There are 3 empirical formula unit and therefore the molecular mass is ${\text{C}}_{21}{\text{H}}_{15}{\text{O}}_{12}{\text{Bi}}_3$

Conclusion

The molecular formula of the compound is ${\text{C}}_{21}{\text{H}}_{15}{\text{O}}_{12}{\text{Bi}}_3$.

(c)

Interpretation Introduction

Interpretation:

The balanced acid-base reaction between $\text{bismuth}\left(\text{III}\right)\text{hydroxide}$ and salicylic acid is to be written.

Concept introduction:

Strong acids and strong bases are the substance that dissociates completely into its ions when dissolved in the solution. They dissociate completely in water to release ${\text{H}}^{+}$ ions and ${\text{OH}}^{-}$ ions.

Weak acids and weak bases are the substance that does not dissociate completely into its ions when dissolved in the solution. They dissociate partially in water to release ${\text{H}}^{+}$ ions and ${\text{OH}}^{-}$ ions.

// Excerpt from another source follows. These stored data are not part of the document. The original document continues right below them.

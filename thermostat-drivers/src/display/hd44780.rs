//! HD44780 character LCD driver (4-bit mode)
//!
//! Drives 16x2 to 20x4 modules built on the Hitachi HD44780 (or a
//! compatible controller) over six GPIO lines: register select, enable and
//! data lines D4-D7. Every byte goes out as two nibbles, high nibble first,
//! each latched by a pulse on the enable line.
//!
//! The busy flag is never read (R/W is tied low), so the fixed delays
//! from the controller data sheet are the only completion signal and must
//! not be shortened.

use embedded_hal::delay::DelayNs;
use embedded_hal::digital::{OutputPin, PinState};
use thermostat_core::config::{ConfigError, DisplayConfig};
use thermostat_core::traits::{DisplayError, TextDisplay};

/// HD44780 commands
pub mod cmd {
    pub const CLEAR_DISPLAY: u8 = 0x01;
    pub const RETURN_HOME: u8 = 0x02;
    /// Entry mode: increment address, no display shift
    pub const ENTRY_MODE_INCREMENT: u8 = 0x06;
    /// Display on, cursor off, no blink
    pub const DISPLAY_ON_CURSOR_OFF: u8 = 0x0C;
    /// Display on, underline cursor, no blink
    pub const DISPLAY_ON_CURSOR_ON: u8 = 0x0E;
    /// Function set: 8-bit interface (power-on reset value)
    pub const FUNCTION_SET_8BIT: u8 = 0x30;
    /// Function set: 4-bit interface, two lines, 5x7 font
    pub const FUNCTION_SET_4BIT_2LINE: u8 = 0x28;
    /// Two nibbles of 0x3: forces 8-bit mode from any state
    pub const INIT_8BIT_TWICE: u8 = 0x33;
    /// Nibble 0x3 then 0x2: leaves the controller in 4-bit mode
    pub const INIT_SWITCH_4BIT: u8 = 0x32;
    /// Set DDRAM address (OR with the address)
    pub const SET_DDRAM_ADDR: u8 = 0x80;
}

/// DDRAM address of the first column of each row
pub const ROW_BASE: [u8; 4] = [0x00, 0x40, 0x14, 0x54];

/// Highest DDRAM address
pub const DDRAM_ADDR_MAX: u8 = 0x7F;

/// Width of the enable pulse (µs)
pub const ENABLE_PULSE_US: u32 = 40;

/// Wait after power-on before the first command (ms)
const POWER_ON_DELAY_MS: u32 = 15;
/// Wait after the first reset command (ms)
const RESET_DELAY_1_MS: u32 = 5;
/// Wait after the second reset command (µs)
const RESET_DELAY_2_US: u32 = 150;
/// Wait after the third reset command (µs)
const RESET_DELAY_3_US: u32 = 50;
/// Clear display execution time (ms)
const CLEAR_DELAY_MS: u32 = 3;

/// DDRAM address of a cursor position
///
/// Fails with [`DisplayError::AddressOutOfRange`] if the position is
/// outside the configured grid or beyond the 7-bit DDRAM address space.
pub fn cursor_address(column: u8, row: u8, config: &DisplayConfig) -> Result<u8, DisplayError> {
    if column >= config.columns || row >= config.rows {
        return Err(DisplayError::AddressOutOfRange);
    }
    let base = ROW_BASE
        .get(row as usize)
        .ok_or(DisplayError::AddressOutOfRange)?;
    base.checked_add(column)
        .filter(|&address| address <= DDRAM_ADDR_MAX)
        .ok_or(DisplayError::AddressOutOfRange)
}

/// GPIO lines connected to the LCD, by role
pub struct LcdPins<P> {
    /// Register select: low = command, high = character data
    pub rs: P,
    /// Enable: data is latched on the falling edge
    pub enable: P,
    pub d4: P,
    pub d5: P,
    pub d6: P,
    pub d7: P,
}

/// Register-select mode for a byte
#[derive(Debug, Clone, Copy, PartialEq, Eq)]
#[cfg_attr(feature = "defmt", derive(defmt::Format))]
pub enum Mode {
    Command,
    Character,
}

/// HD44780 driver
pub struct Hd44780<P, D> {
    pins: LcdPins<P>,
    delay: D,
    config: DisplayConfig,
}

fn pin<E>(result: Result<(), E>) -> Result<(), DisplayError> {
    result.map_err(|_| DisplayError::Pin)
}

impl<P: OutputPin, D: DelayNs> Hd44780<P, D> {
    /// Create a new driver
    ///
    /// Fails if the geometry does not fit the controller's memory map.
    /// Nothing is sent until [`init`](Self::init).
    pub fn new(pins: LcdPins<P>, delay: D, config: DisplayConfig) -> Result<Self, ConfigError> {
        config.validate()?;
        Ok(Self {
            pins,
            delay,
            config,
        })
    }

    /// Run the power-on initialization sequence
    ///
    /// Follows the software reset procedure from the data sheet, then
    /// switches to 4-bit mode, two lines, display on, auto-increment and
    /// clears the screen. Call once after power-up.
    pub fn init(&mut self) -> Result<(), DisplayError> {
        pin(self.pins.rs.set_low())?;
        pin(self.pins.enable.set_low())?;

        self.delay.delay_ms(POWER_ON_DELAY_MS);
        self.send_command(cmd::FUNCTION_SET_8BIT)?;
        self.delay.delay_ms(RESET_DELAY_1_MS);
        self.send_command(cmd::FUNCTION_SET_8BIT)?;
        self.delay.delay_us(RESET_DELAY_2_US);
        self.send_command(cmd::FUNCTION_SET_8BIT)?;
        self.delay.delay_us(RESET_DELAY_3_US);

        self.send_command(cmd::INIT_8BIT_TWICE)?;
        self.send_command(cmd::INIT_SWITCH_4BIT)?;
        self.send_command(cmd::FUNCTION_SET_4BIT_2LINE)?;
        self.send_command(self.display_control())?;
        self.send_command(cmd::ENTRY_MODE_INCREMENT)?;
        self.clear()?;

        debug!(
            "HD44780 ready: {}x{}",
            self.config.columns,
            self.config.rows
        );
        Ok(())
    }

    fn display_control(&self) -> u8 {
        if self.config.cursor_visible {
            cmd::DISPLAY_ON_CURSOR_ON
        } else {
            cmd::DISPLAY_ON_CURSOR_OFF
        }
    }

    /// Send a command byte
    pub fn send_command(&mut self, command: u8) -> Result<(), DisplayError> {
        self.send(Mode::Command, command)
    }

    /// Send a character code to display at the cursor
    pub fn send_character(&mut self, character: u8) -> Result<(), DisplayError> {
        self.send(Mode::Character, character)
    }

    /// Send a byte in the given mode
    pub fn send(&mut self, mode: Mode, byte: u8) -> Result<(), DisplayError> {
        let rs = match mode {
            Mode::Command => PinState::Low,
            Mode::Character => PinState::High,
        };
        pin(self.pins.rs.set_state(rs))?;
        self.send_nibble(byte)?;
        self.send_nibble(byte << 4)
    }

    /// Put the upper four bits of `data` on D4-D7 and latch them
    fn send_nibble(&mut self, data: u8) -> Result<(), DisplayError> {
        pin(self.pins.d4.set_state(PinState::from(data & 0x10 != 0)))?;
        pin(self.pins.d5.set_state(PinState::from(data & 0x20 != 0)))?;
        pin(self.pins.d6.set_state(PinState::from(data & 0x40 != 0)))?;
        pin(self.pins.d7.set_state(PinState::from(data & 0x80 != 0)))?;
        self.pulse_enable()
    }

    fn pulse_enable(&mut self) -> Result<(), DisplayError> {
        pin(self.pins.enable.set_high())?;
        self.delay.delay_us(ENABLE_PULSE_US);
        pin(self.pins.enable.set_low())
    }

    /// Show or hide the underline cursor
    pub fn set_cursor_visible(&mut self, visible: bool) -> Result<(), DisplayError> {
        self.config.cursor_visible = visible;
        self.send_command(self.display_control())
    }

    /// Write a single character code at the cursor
    pub fn write_char(&mut self, character: u8) -> Result<(), DisplayError> {
        self.send_character(character)
    }

    /// Get the display configuration
    pub fn config(&self) -> &DisplayConfig {
        &self.config
    }

    /// Release the pins and delay
    pub fn release(self) -> (LcdPins<P>, D) {
        (self.pins, self.delay)
    }
}

impl<P: OutputPin, D: DelayNs> TextDisplay for Hd44780<P, D> {
    fn clear(&mut self) -> Result<(), DisplayError> {
        self.send_command(cmd::CLEAR_DISPLAY)?;
        self.delay.delay_ms(CLEAR_DELAY_MS);
        Ok(())
    }

    fn home(&mut self) -> Result<(), DisplayError> {
        // Address 0 through set-DDRAM: no erase, no 1.5 ms return-home wait
        self.send_command(cmd::SET_DDRAM_ADDR)
    }

    fn set_cursor(&mut self, column: u8, row: u8) -> Result<(), DisplayError> {
        let address = cursor_address(column, row, &self.config)?;
        self.send_command(cmd::SET_DDRAM_ADDR | address)
    }

    fn write_bytes(&mut self, bytes: &[u8]) -> Result<(), DisplayError> {
        for &byte in bytes {
            self.send_character(byte)?;
        }
        Ok(())
    }

    fn dimensions(&self) -> (u8, u8) {
        (self.config.columns, self.config.rows)
    }
}
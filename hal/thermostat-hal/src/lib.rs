//! Thermostat Hardware Abstraction Layer
//!
//! This crate defines the hardware abstraction traits shared by the
//! thermostat drivers. Chip support only has to provide a register block
//! for the two-wire peripheral; everything above it is portable.
//!
//! # Architecture
//!
//! ```text
//! ┌─────────────────────────────────────────┐
//! │  Application (thermostat control loop)  │
//! └─────────────────────────────────────────┘
//!                     │
//!                     ▼
//! ┌─────────────────────────────────────────┐
//! │  thermostat-drivers (TWI master, LM92)  │
//! └─────────────────────────────────────────┘
//!                     │
//!                     ▼
//! ┌─────────────────────────────────────────┐
//! │  thermostat-hal (this crate - traits)   │
//! └─────────────────────────────────────────┘
//!                     │
//!                     ▼
//! ┌─────────────────────────────────────────┐
//! │  TWI register block (chip specific)     │
//! └─────────────────────────────────────────┘
//! ```
//!
//! # Traits
//!
//! - [`twi::TwiRegisters`] - Raw two-wire control/status/data registers
//! - [`twi::TwoWireBus`] - Bus primitives (start, stop, send, receive)
//! - [`i2c::I2cBus`] - Whole write/read transfers

#![no_std]
#![deny(unsafe_code)]

pub mod i2c;
pub mod twi;

// Re-export key traits at crate root for convenience
pub use i2c::{I2cBus, I2cConfig};
pub use twi::{BusError, TwiRegisters, TwoWireBus};
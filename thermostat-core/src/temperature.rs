//! Temperature units and conversion

#[cfg(feature = "serde")]
use serde::{Deserialize, Serialize};

/// Unit a reading is displayed and compared in
#[derive(Debug, Clone, Copy, PartialEq, Eq, Default)]
#[cfg_attr(feature = "defmt", derive(defmt::Format))]
#[cfg_attr(feature = "serde", derive(Serialize, Deserialize))]
pub enum TemperatureUnit {
    Celsius,
    #[default]
    Fahrenheit,
}

impl TemperatureUnit {
    /// Letter shown after the degree glyph
    pub const fn symbol(self) -> u8 {
        match self {
            TemperatureUnit::Celsius => b'C',
            TemperatureUnit::Fahrenheit => b'F',
        }
    }

    /// Convert a Celsius value into this unit
    pub fn from_celsius(self, celsius: f32) -> f32 {
        match self {
            TemperatureUnit::Celsius => celsius,
            TemperatureUnit::Fahrenheit => celsius_to_fahrenheit(celsius),
        }
    }
}

/// Convert degrees Celsius to degrees Fahrenheit
pub fn celsius_to_fahrenheit(celsius: f32) -> f32 {
    celsius * 1.8 + 32.0
}

/// Convert degrees Fahrenheit to degrees Celsius
pub fn fahrenheit_to_celsius(fahrenheit: f32) -> f32 {
    (fahrenheit - 32.0) / 1.8
}
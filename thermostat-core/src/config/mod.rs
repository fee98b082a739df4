//! Configuration types
//!
//! Board-agnostic configuration structures. Everything is fixed at
//! construction time; nothing is reconfigured while running.

pub mod types;

pub use types::*;
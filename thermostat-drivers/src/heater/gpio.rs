//! GPIO heater output
//!
//! Switches the heater relay (or SSR) from a single output pin.

use embedded_hal::digital::{OutputPin, PinState};
use thermostat_core::traits::{HeaterError, HeaterOutput};

/// GPIO heater output
///
/// The pin can be configured as active-high (default) or active-low.
pub struct GpioHeater<P> {
    pin: P,
    /// If true, heater ON = pin LOW
    inverted: bool,
    /// Current logical state (true = heater on)
    on: bool,
}

impl<P: OutputPin> GpioHeater<P> {
    /// Create a new GPIO heater output
    ///
    /// The pin is driven to the OFF level immediately.
    ///
    /// # Arguments
    /// - `pin`: The GPIO pin to control
    /// - `inverted`: If true, heater is ON when pin is LOW (for active-low relays)
    pub fn new(pin: P, inverted: bool) -> Result<Self, HeaterError> {
        let mut heater = Self {
            pin,
            inverted,
            on: false,
        };
        heater.set_on(false)?;
        Ok(heater)
    }

    /// Create a new GPIO heater with active-high output
    pub fn new_active_high(pin: P) -> Result<Self, HeaterError> {
        Self::new(pin, false)
    }

    /// Create a new GPIO heater with active-low output
    pub fn new_active_low(pin: P) -> Result<Self, HeaterError> {
        Self::new(pin, true)
    }

    /// Release the pin
    pub fn release(self) -> P {
        self.pin
    }
}

impl<P: OutputPin> HeaterOutput for GpioHeater<P> {
    fn set_on(&mut self, on: bool) -> Result<(), HeaterError> {
        // on XOR inverted gives the electrical level
        let level = PinState::from(on != self.inverted);
        self.pin.set_state(level).map_err(|_| HeaterError::Pin)?;
        self.on = on;
        Ok(())
    }

    fn is_on(&self) -> bool {
        self.on
    }
}
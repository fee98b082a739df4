//! Logging shim
//!
//! Forwards to `defmt` when the `defmt` feature is enabled and compiles to
//! nothing otherwise.

#![macro_use]

macro_rules! trace {
    ($s:literal $(, $x:expr)* $(,)?) => {{
        #[cfg(feature = "defmt")]
        ::defmt::trace!($s $(, $x)*);
        #[cfg(not(feature = "defmt"))]
        let _ = ($( & $x ),*);
    }};
}

macro_rules! debug {
    ($s:literal $(, $x:expr)* $(,)?) => {{
        #[cfg(feature = "defmt")]
        ::defmt::debug!($s $(, $x)*);
        #[cfg(not(feature = "defmt"))]
        let _ = ($( & $x ),*);
    }};
}

macro_rules! info {
    ($s:literal $(, $x:expr)* $(,)?) => {{
        #[cfg(feature = "defmt")]
        ::defmt::info!($s $(, $x)*);
        #[cfg(not(feature = "defmt"))]
        let _ = ($( & $x ),*);
    }};
}

macro_rules! warn {
    ($s:literal $(, $x:expr)* $(,)?) => {{
        #[cfg(feature = "defmt")]
        ::defmt::warn!($s $(, $x)*);
        #[cfg(not(feature = "defmt"))]
        let _ = ($( & $x ),*);
    }};
}
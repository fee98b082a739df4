//! Thermostat status screen
//!
//! ```text
//! Temp: 85°F
//! Heater is ON
//! ```

use thermostat_core::control::HeaterState;
use thermostat_core::temperature::TemperatureUnit;
use thermostat_core::traits::{DisplayError, TextDisplay, TextDisplayExt};

/// HD44780 ROM code A00 degree sign
pub const DEGREE_GLYPH: u8 = 0xDF;

/// Start-up banner
pub const SPLASH_TEXT: &str = "LM92 Thermostat...";

/// Row the heater state is shown on
pub const HEATER_ROW: u8 = 1;

/// Clear the screen and show the start-up banner
pub fn render_splash<L: TextDisplay>(display: &mut L) -> Result<(), DisplayError> {
    display.clear()?;
    display.write_str(SPLASH_TEXT)
}

/// Clear the screen and show the reading on the first row
///
/// The reading is truncated toward zero to whole degrees.
pub fn render_temperature<L: TextDisplay>(
    display: &mut L,
    reading: f32,
    unit: TemperatureUnit,
) -> Result<(), DisplayError> {
    display.clear()?;
    display.write_str("Temp: ")?;
    display.write_integer(reading as i32)?;
    display.write_bytes(&[DEGREE_GLYPH, unit.symbol()])
}

/// Show the heater state on the second row
///
/// Does not clear; call after [`render_temperature`].
pub fn render_heater_state<L: TextDisplay>(
    display: &mut L,
    state: HeaterState,
) -> Result<(), DisplayError> {
    display.set_line(HEATER_ROW)?;
    display.write_str(state.status_text())
}
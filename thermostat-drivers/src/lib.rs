//! Hardware driver implementations
//!
//! This crate provides concrete implementations of the traits defined
//! in thermostat-core and thermostat-hal:
//!
//! - Two-wire bus master on a TWI register block
//! - HD44780 character display in 4-bit mode
//! - LM92 digital temperature sensor
//! - GPIO heater relay and the hysteresis thermostat built on all of the above

#![cfg_attr(not(test), no_std)]
#![deny(unsafe_code)]

mod fmt;

pub mod bus;
pub mod display;
pub mod heater;
pub mod sensor;

#[cfg(test)]
mod testing;
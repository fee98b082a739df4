//! Character display trait

use crate::format::{format_decimal, format_hex};

/// Errors that can occur when driving a character display
#[derive(Debug, Clone, Copy, PartialEq, Eq)]
#[cfg_attr(feature = "defmt", derive(defmt::Format))]
pub enum DisplayError {
    /// Row or column outside the display grid
    AddressOutOfRange,
    /// Number does not fit the fixed text buffer
    FormatOverflow,
    /// A control or data pin refused the new level
    Pin,
}

/// Trait for text-mode character displays
///
/// The cursor position lives in the display controller; implementations
/// do not mirror it.
pub trait TextDisplay {
    /// Clear the entire screen and return the cursor to (0, 0)
    fn clear(&mut self) -> Result<(), DisplayError>;

    /// Return the cursor to (0, 0) without erasing anything
    fn home(&mut self) -> Result<(), DisplayError>;

    /// Move the cursor
    ///
    /// - `column`: Column number (0-based)
    /// - `row`: Row number (0-based)
    fn set_cursor(&mut self, column: u8, row: u8) -> Result<(), DisplayError>;

    /// Write raw character codes at the cursor
    ///
    /// Codes go to the controller unchanged, so glyphs outside ASCII
    /// (such as the degree sign) can be written.
    fn write_bytes(&mut self, bytes: &[u8]) -> Result<(), DisplayError>;

    /// Get the display dimensions as (columns, rows)
    fn dimensions(&self) -> (u8, u8);

    /// Write text at the cursor
    ///
    /// There is no wrapping or truncation: text running past the end of a
    /// line continues wherever the controller's address counter goes.
    fn write_str(&mut self, text: &str) -> Result<(), DisplayError> {
        self.write_bytes(text.as_bytes())
    }

    /// Move the cursor to the start of a row
    fn set_line(&mut self, row: u8) -> Result<(), DisplayError> {
        self.set_cursor(0, row)
    }
}

/// Helper trait for writing numbers
pub trait TextDisplayExt: TextDisplay {
    /// Write a signed integer in base 10
    fn write_integer(&mut self, value: i32) -> Result<(), DisplayError> {
        let text = format_decimal(value)?;
        self.write_str(&text)
    }

    /// Write an unsigned integer in base 16 (lowercase, no prefix)
    fn write_hex(&mut self, value: u32) -> Result<(), DisplayError> {
        let text = format_hex(value);
        self.write_str(&text)
    }
}

// Blanket implementation for all TextDisplay types
impl<T: TextDisplay> TextDisplayExt for T {}
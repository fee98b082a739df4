//! Bounded number formatting for character displays
//!
//! Numbers are rendered into a fixed 8-character buffer. Values whose
//! text does not fit are rejected with [`DisplayError::FormatOverflow`]
//! instead of being truncated.

use core::fmt::Write;

use heapless::String;

use crate::traits::DisplayError;

/// Capacity of the number text buffer in characters
pub const NUMBER_TEXT_LEN: usize = 8;

/// Text of a formatted number
pub type NumberText = String<NUMBER_TEXT_LEN>;

/// Smallest value [`format_decimal`] accepts
pub const DECIMAL_MIN: i32 = -9_999_999;

/// Largest value [`format_decimal`] accepts
pub const DECIMAL_MAX: i32 = 99_999_999;

/// Format a signed integer in base 10
pub fn format_decimal(value: i32) -> Result<NumberText, DisplayError> {
    let mut text = NumberText::new();
    write!(text, "{}", value).map_err(|_| DisplayError::FormatOverflow)?;
    Ok(text)
}

/// Format an unsigned integer in base 16 with lowercase digits, no prefix
///
/// Every `u32` fits in eight hex digits.
pub fn format_hex(value: u32) -> NumberText {
    let mut text = NumberText::new();
    // Cannot fail: at most eight digits
    let _ = write!(text, "{:x}", value);
    text
}
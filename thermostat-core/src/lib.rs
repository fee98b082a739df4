//! Board-agnostic core logic for the thermostat firmware
//!
//! This crate contains all application logic that does not depend on
//! specific hardware implementations:
//!
//! - Hardware abstraction traits (temperature sensor, heater, text display)
//! - Bounded number formatting for character displays
//! - Hysteresis threshold policy and heater state
//! - Temperature unit conversion
//! - Configuration type definitions

#![cfg_attr(not(test), no_std)]
#![deny(unsafe_code)]

pub mod config;
pub mod control;
pub mod format;
pub mod temperature;
pub mod traits;
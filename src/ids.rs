//! Request identifiers.

use serde::{Deserialize, Deserializer, Serialize, Serializer};
use std::fmt::{Display, Formatter};
use std::str::FromStr;

/// Name of the header a caller may use to supply its own request id.
pub const REQUEST_ID_HEADER: &str = "x-request-id";

/// Request identifier backed by a ULID, so ids sort by arrival time.
#[derive(Clone, Copy, Eq, PartialEq, Hash, Debug)]
pub struct RequestId(pub ulid::Ulid);

impl RequestId {
    #[must_use]
    pub fn new() -> Self {
        Self(ulid::Ulid::new())
    }

    /// Reuse the caller's id when it is a valid ULID, otherwise mint a fresh one.
    #[must_use]
    pub fn from_header_or_new(header_value: Option<&str>) -> Self {
        header_value
            .and_then(|s| s.trim().parse::<RequestId>().ok())
            .unwrap_or_default()
    }
}

impl Default for RequestId {
    fn default() -> Self {
        Self::new()
    }
}

impl Display for RequestId {
    fn fmt(&self, f: &mut Formatter<'_>) -> std::fmt::Result {
        Display::fmt(&self.0, f)
    }
}

impl FromStr for RequestId {
    type Err = ulid::DecodeError;

    fn from_str(s: &str) -> Result<Self, Self::Err> {
        Ok(RequestId(ulid::Ulid::from_string(s)?))
    }
}

impl Serialize for RequestId {
    fn serialize<S: Serializer>(&self, serializer: S) -> Result<S::Ok, S::Error> {
        serializer.serialize_str(&self.to_string())
    }
}

impl<'de> Deserialize<'de> for RequestId {
    fn deserialize<D: Deserializer<'de>>(deserializer: D) -> Result<Self, D::Error> {
        let s = String::deserialize(deserializer)?;
        s.parse::<RequestId>()
            .map_err(|_| serde::de::Error::custom("invalid request id"))
    }
}

#[cfg(test)]
mod tests {
    use super::*;

    #[test]
    fn test_header_value_reused() {
        let id = RequestId::new();
        let text = id.to_string();
        assert_eq!(RequestId::from_header_or_new(Some(&text)), id);
    }

    #[test]
    fn test_invalid_header_mints_new_id() {
        let a = RequestId::from_header_or_new(Some("not-a-ulid"));
        let b = RequestId::from_header_or_new(None);
        assert_ne!(a, b);
        assert_eq!(a.to_string().len(), 26);
    }

    #[test]
    fn test_serde_as_string() {
        let id = RequestId::new();
        let json = serde_json::to_value(id).unwrap();
        assert_eq!(json, serde_json::Value::String(id.to_string()));
        let back: RequestId = serde_json::from_value(json).unwrap();
        assert_eq!(back, id);
    }
}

The driving force of the acid-base reaction is the formation of a gaseous product or precipitate in the reaction. The formation of a water molecule also acts as a factor to drive the reaction to completion.

Answer to Problem 4.149P

The neutralization reaction of $\text{bismuth}\left(\text{III}\right)\text{hydroxide}$ and salicylic acid is as follows:

$\text{Bi}{\left(\text{OH}\right)}_3\left(s\right)+3{\text{HC}}_7{\text{H}}_5{\text{O}}_3\left(aq\right)\to \text{Bi}{\left({\text{C}}_7{\text{H}}_5{\text{O}}_3\right)}_3\left(s\right)+3{\text{H}}_{\text{2}}\text{O}\left(l\right)$

Explanation of Solution

$\text{Bismuth}\left(\text{III}\right)\text{hydroxide}$ is a base and salicylic acid is an acid. Both react to form salt and water. The neutralization reaction of $\text{bismuth}\left(\text{III}\right)\text{hydroxide}$ and salicylic acid is as follows:

$\text{Bi}{\left(\text{OH}\right)}_3\left(s\right)+3{\text{HC}}_7{\text{H}}_5{\text{O}}_3\left(aq\right)\to \text{Bi}{\left({\text{C}}_7{\text{H}}_5{\text{O}}_3\right)}_3\left(s\right)+3{\text{H}}_{\text{2}}\text{O}\left(l\right)$

Conclusion

The driving force of the acid-base reaction is the formation of a gaseous product or precipitate in the reaction. The formation of a water molecule also acts as a factor to drive the reaction to completion.

(d)

Interpretation Introduction

Interpretation:

The mass (in mg) of $\text{bismuth}\left(\text{III}\right)\text{hydroxide}$ required to prepare one dose is to be calculated.

Concept introduction:

Stoichiometry of a reaction is utilized to determine the amount of any species in the reaction by the relationship between the reactants and products.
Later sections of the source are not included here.